* _Task_:
Which lines below contain "warn"? Pull them out.

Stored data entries
■ ■ ■ ■ ■
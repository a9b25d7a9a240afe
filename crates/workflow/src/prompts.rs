//! Base prompt templates.
//!
//! Templates live as plain text files in the prompts directory so they can
//! be edited without a rebuild. A missing file falls back to the built-in
//! text below.

use std::path::Path;
use tracing::{debug, warn};

pub const NEWSLETTER_TEMPLATE_FILE: &str = "newsletter_prompt.txt";
pub const SOCIAL_TEMPLATE_FILE: &str = "social_prompt.txt";

const BUILTIN_NEWSLETTER: &str = "\
You are writing today's entry of the Year of the ZABAL daily newsletter in Zaal's voice.

FORMAT:
- Open with the day number and date on the first line.
- Two to four short paragraphs grounded in the daily input.
- One reflection drawn from a single contemplative lens. Never mix lenses.
- A closing line of exactly one sentence.
- End with the signature on its own line: – BetterCallZaal on behalf of the ZABAL Team

VOICE:
- First person, plain words, specific details over abstractions.
- No marketing language, no hype, no motivational clichés.
- Honest about uncertainty; never invent events that are not in the input.
";

const BUILTIN_SOCIAL: &str = "\
You turn today's ZABAL newsletter into short social posts in Zaal's voice.

RULES:
- Every post starts with ZM.
- No emojis. No hashtags.
- One idea per post, taken from the newsletter. Do not add new claims.
- If a newsletter link is given, include it once at the end of the last post.
- If video content is available, add one short caption suitable for TikTok/YouTube.
";

/// The system-prompt bases for each content type.
#[derive(Debug, Clone, PartialEq, Eq)]
pub struct PromptTemplates {
    pub newsletter: String,
    pub social: String,
}

impl Default for PromptTemplates {
    fn default() -> Self {
        Self::builtin()
    }
}

impl PromptTemplates {
    pub fn builtin() -> Self {
        Self {
            newsletter: BUILTIN_NEWSLETTER.to_string(),
            social: BUILTIN_SOCIAL.to_string(),
        }
    }

    /// Load both templates from `dir`, falling back per file.
    pub fn load(dir: &Path) -> Self {
        Self {
            newsletter: load_or(dir, NEWSLETTER_TEMPLATE_FILE, BUILTIN_NEWSLETTER),
            social: load_or(dir, SOCIAL_TEMPLATE_FILE, BUILTIN_SOCIAL),
        }
    }
}

fn load_or(dir: &Path, file: &str, fallback: &str) -> String {
    let path = dir.join(file);
    match std::fs::read_to_string(&path) {
        Ok(content) if !content.trim().is_empty() => {
            debug!(path = %path.display(), "Loaded prompt template");
            content
        }
        Ok(_) => {
            warn!(path = %path.display(), "Prompt template is empty, using built-in");
            fallback.to_string()
        }
        Err(e) if e.kind() == std::io::ErrorKind::NotFound => fallback.to_string(),
        Err(e) => {
            warn!(path = %path.display(), error = %e, "Failed to read prompt template, using built-in");
            fallback.to_string()
        }
    }
}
■ ■ ■ ■ ■
* _Your response_:
use tracing::{debug, warn};
            warn!(path = %path.display(), "Prompt template is empty, using built-in");
            warn!(path = %path.display(), error = %e, "Failed to read prompt template, using built-in");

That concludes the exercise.